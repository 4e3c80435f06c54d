//! Directory scanning: classify store files, arbitrate locks, reclaim
//! stale ones, and resolve the next generation.

use std::fs;
use std::path::Path;
use std::time::{Duration, SystemTime};

use uuid::Uuid;

use crate::ids::{AppId, ShardId};

use super::lockfile::verify_lockfile;
use super::{
    FileDesc, FileKind, MIN_VERIFIABLE_LOCK_BYTES, STALE_LOCK_AGE_SECS, StoreError,
    parse_file_name,
};

#[derive(Clone, Debug)]
pub struct DirectoryScan {
    /// Snapshots of this database, generation ascending.
    pub snapshots: Vec<FileDesc>,
    /// Non-empty shards, generation ascending.
    pub shards: Vec<FileDesc>,
    /// Valid lockfiles, mtime ascending (directory order on ties).
    pub locks: Vec<FileDesc>,
    /// One past the newest snapshot generation (1 when none exist).
    pub next_generation: u32,
    /// Earliest lock at `next_generation`, if any.
    pub next_generation_locked_by: Option<Uuid>,
}

impl DirectoryScan {
    pub fn snapshot_at(&self, generation: u32) -> Option<&FileDesc> {
        self.snapshots
            .iter()
            .find(|desc| desc.generation == generation)
    }

    /// Newest snapshot no compaction currently claims.
    pub fn latest_unlocked_snapshot(&self) -> Option<&FileDesc> {
        self.snapshots
            .iter()
            .rev()
            .find(|desc| desc.locked_by.is_none())
    }
}

/// Scan the store directory.
///
/// With `own_shards_only`, peer shards are dropped from the result and
/// leftover locks of this process are reclaimed (they can only be debris
/// from an earlier run). Stale locks are reclaimed either way. Concurrent
/// mutation is tolerated: entries that vanish mid-scan are skipped.
pub fn scan_directory(
    dir: &Path,
    app_id: AppId,
    shard_id: ShardId,
    own_shards_only: bool,
) -> Result<DirectoryScan, StoreError> {
    let now = SystemTime::now();
    let stale_age = Duration::from_secs(STALE_LOCK_AGE_SECS);

    let mut snapshots = Vec::new();
    let mut shards = Vec::new();
    let mut locks = Vec::new();
    let mut ignored = 0usize;
    let mut reclaimed = 0usize;

    let entries = fs::read_dir(dir).map_err(|source| StoreError::io(dir, source))?;
    for entry in entries {
        let Ok(entry) = entry else {
            ignored += 1;
            continue;
        };
        let name = entry.file_name();
        let Some(name) = name.to_str() else {
            ignored += 1;
            continue;
        };
        let Some((uuid, generation, kind)) = parse_file_name(name) else {
            ignored += 1;
            continue;
        };
        let Ok(meta) = entry.metadata() else {
            continue;
        };
        if !meta.is_file() {
            continue;
        }
        let mtime = meta.modified().unwrap_or(now);
        let desc = FileDesc {
            name: name.to_string(),
            size: meta.len(),
            mtime,
            uuid,
            generation,
            kind,
            locked_by: None,
        };

        match kind {
            FileKind::Lock => {
                let own_leftover = own_shards_only && uuid == *shard_id.as_uuid();
                let stale = now
                    .duration_since(mtime)
                    .map(|age| age > stale_age)
                    .unwrap_or(false);
                if own_leftover || stale {
                    remove_quietly(dir, name);
                    reclaimed += 1;
                    continue;
                }
                if desc.size < MIN_VERIFIABLE_LOCK_BYTES {
                    // Possibly mid-write; give it the benefit of the doubt.
                    locks.push(desc);
                    continue;
                }
                if verify_lockfile(dir, name, app_id, &uuid, generation) {
                    locks.push(desc);
                } else {
                    remove_quietly(dir, name);
                    reclaimed += 1;
                }
            }
            FileKind::Snapshot => {
                if uuid == *app_id.as_uuid() {
                    snapshots.push(desc);
                }
            }
            FileKind::Shard => {
                if desc.size == 0 {
                    if uuid == *shard_id.as_uuid() {
                        remove_quietly(dir, name);
                    }
                    continue;
                }
                if !own_shards_only || uuid == *shard_id.as_uuid() {
                    shards.push(desc);
                }
            }
        }
    }

    locks.sort_by_key(|desc| desc.mtime);
    snapshots.sort_by_key(|desc| desc.generation);
    shards.sort_by_key(|desc| desc.generation);

    for snapshot in &mut snapshots {
        snapshot.locked_by = locks
            .iter()
            .find(|lock| lock.generation == snapshot.generation)
            .map(|lock| lock.uuid);
    }

    let next_generation = snapshots
        .last()
        .map(|desc| desc.generation.saturating_add(1))
        .unwrap_or(1);
    let next_generation_locked_by = locks
        .iter()
        .find(|lock| lock.generation == next_generation)
        .map(|lock| lock.uuid);

    tracing::debug!(
        snapshots = snapshots.len(),
        shards = shards.len(),
        locks = locks.len(),
        ignored,
        reclaimed,
        next_generation,
        "scanned store directory"
    );

    Ok(DirectoryScan {
        snapshots,
        shards,
        locks,
        next_generation,
        next_generation_locked_by,
    })
}

fn remove_quietly(dir: &Path, name: &str) {
    let path = dir.join(name);
    if let Err(err) = fs::remove_file(&path)
        && err.kind() != std::io::ErrorKind::NotFound
    {
        tracing::debug!(path = %path.display(), error = %err, "could not remove store file");
    }
}

#[cfg(test)]
mod tests {
    use super::*;
    use crate::datatype::Datatype;
    use crate::store::lockfile::write_lockfile;
    use crate::store::shard::append_txn;
    use crate::store::snapshot::{Snapshot, write_snapshot};
    use crate::store::test_doc::{TestDoc, doc};
    use crate::store::{FileKind, file_name};
    use std::collections::BTreeMap;
    use tempfile::TempDir;

    fn app() -> AppId {
        AppId::new(Uuid::from_bytes([1u8; 16]))
    }

    fn own_shard() -> ShardId {
        ShardId::new(Uuid::from_bytes([2u8; 16]))
    }

    fn peer_shard() -> ShardId {
        ShardId::new(Uuid::from_bytes([3u8; 16]))
    }

    fn write_test_snapshot(dir: &Path, generation: u32) {
        write_snapshot(
            dir,
            app(),
            &Snapshot {
                generation,
                data: doc(0, &[]),
                ancestors: BTreeMap::new(),
            },
        )
        .unwrap();
    }

    fn append_test_txn(dir: &Path, shard: ShardId, generation: u32) {
        let patch = TestDoc::diff(&doc(0, &[]), &doc(1, &[])).unwrap();
        append_txn::<TestDoc>(dir, app(), shard, generation, 1, &patch).unwrap();
    }

    #[test]
    fn classifies_and_sorts_files() {
        let temp = TempDir::new().unwrap();
        write_test_snapshot(temp.path(), 2);
        write_test_snapshot(temp.path(), 1);
        append_test_txn(temp.path(), own_shard(), 2);
        append_test_txn(temp.path(), peer_shard(), 2);
        fs::write(temp.path().join("unrelated.txt"), b"ignore me").unwrap();

        let scan = scan_directory(temp.path(), app(), own_shard(), false).unwrap();
        assert_eq!(
            scan.snapshots.iter().map(|d| d.generation).collect::<Vec<_>>(),
            vec![1, 2]
        );
        assert_eq!(scan.shards.len(), 2);
        assert_eq!(scan.next_generation, 3);
        assert!(scan.next_generation_locked_by.is_none());
    }

    #[test]
    fn own_shards_only_drops_peers() {
        let temp = TempDir::new().unwrap();
        append_test_txn(temp.path(), own_shard(), 0);
        append_test_txn(temp.path(), peer_shard(), 0);

        let scan = scan_directory(temp.path(), app(), own_shard(), true).unwrap();
        assert_eq!(scan.shards.len(), 1);
        assert_eq!(scan.shards[0].uuid, *own_shard().as_uuid());
    }

    #[test]
    fn empty_own_shard_is_deleted() {
        let temp = TempDir::new().unwrap();
        let own_name = file_name(own_shard().as_uuid(), 0, FileKind::Shard);
        let peer_name = file_name(peer_shard().as_uuid(), 0, FileKind::Shard);
        fs::write(temp.path().join(&own_name), b"").unwrap();
        fs::write(temp.path().join(&peer_name), b"").unwrap();

        let scan = scan_directory(temp.path(), app(), own_shard(), true).unwrap();
        assert!(scan.shards.is_empty());
        assert!(!temp.path().join(&own_name).exists());
        // Peers clean up their own files.
        assert!(temp.path().join(&peer_name).exists());
    }

    #[test]
    fn lock_arbitration_prefers_earliest_mtime() {
        let temp = TempDir::new().unwrap();
        write_test_snapshot(temp.path(), 1);
        write_lockfile(temp.path(), app(), peer_shard(), 2).unwrap();
        write_lockfile(temp.path(), app(), own_shard(), 2).unwrap();

        // Make the peer's lock clearly older.
        let peer_lock = temp
            .path()
            .join(file_name(peer_shard().as_uuid(), 2, FileKind::Lock));
        let file = fs::File::options().write(true).open(&peer_lock).unwrap();
        file.set_modified(SystemTime::now() - Duration::from_secs(60))
            .unwrap();
        drop(file);

        let scan = scan_directory(temp.path(), app(), own_shard(), false).unwrap();
        assert_eq!(scan.next_generation, 2);
        assert_eq!(scan.next_generation_locked_by, Some(*peer_shard().as_uuid()));
    }

    #[test]
    fn snapshot_locked_by_same_generation_lock() {
        let temp = TempDir::new().unwrap();
        write_test_snapshot(temp.path(), 1);
        write_test_snapshot(temp.path(), 2);
        write_lockfile(temp.path(), app(), peer_shard(), 2).unwrap();

        let scan = scan_directory(temp.path(), app(), own_shard(), false).unwrap();
        assert!(scan.snapshot_at(1).unwrap().locked_by.is_none());
        assert_eq!(
            scan.snapshot_at(2).unwrap().locked_by,
            Some(*peer_shard().as_uuid())
        );
        assert_eq!(
            scan.latest_unlocked_snapshot().unwrap().generation,
            1
        );
    }

    #[test]
    fn stale_lock_is_reclaimed() {
        let temp = TempDir::new().unwrap();
        write_lockfile(temp.path(), app(), peer_shard(), 1).unwrap();
        let path = temp
            .path()
            .join(file_name(peer_shard().as_uuid(), 1, FileKind::Lock));
        let file = fs::File::options().write(true).open(&path).unwrap();
        file.set_modified(SystemTime::now() - Duration::from_secs(STALE_LOCK_AGE_SECS + 60))
            .unwrap();
        drop(file);

        let scan = scan_directory(temp.path(), app(), own_shard(), false).unwrap();
        assert!(scan.locks.is_empty());
        assert!(!path.exists());
    }

    #[test]
    fn own_leftover_lock_reclaimed_on_own_scan() {
        let temp = TempDir::new().unwrap();
        write_lockfile(temp.path(), app(), own_shard(), 1).unwrap();

        let scan = scan_directory(temp.path(), app(), own_shard(), false).unwrap();
        assert_eq!(scan.locks.len(), 1);

        let scan = scan_directory(temp.path(), app(), own_shard(), true).unwrap();
        assert!(scan.locks.is_empty());
    }

    #[test]
    fn garbage_lock_is_reclaimed_but_short_lock_kept() {
        let temp = TempDir::new().unwrap();
        let garbage = file_name(peer_shard().as_uuid(), 1, FileKind::Lock);
        fs::write(temp.path().join(&garbage), vec![0x5au8; 100]).unwrap();
        let short = file_name(own_shard().as_uuid(), 1, FileKind::Lock);
        fs::write(temp.path().join(&short), b"fish").unwrap();

        let scan = scan_directory(temp.path(), app(), peer_shard(), false).unwrap();
        assert_eq!(scan.locks.len(), 1);
        assert_eq!(scan.locks[0].uuid, *own_shard().as_uuid());
        assert!(!temp.path().join(&garbage).exists());
    }

    #[test]
    fn foreign_snapshots_ignored() {
        let temp = TempDir::new().unwrap();
        write_test_snapshot(temp.path(), 1);
        let foreign = file_name(&Uuid::from_bytes([9u8; 16]), 1, FileKind::Snapshot);
        fs::write(temp.path().join(&foreign), b"other database").unwrap();

        let scan = scan_directory(temp.path(), app(), own_shard(), false).unwrap();
        assert_eq!(scan.snapshots.len(), 1);
        assert_eq!(scan.snapshots[0].uuid, *app().as_uuid());
    }
}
######
** Task objective **
In how many lines of the material does the string "ShardId" appear? Reply with the number only.

** Answer for this exercise **
7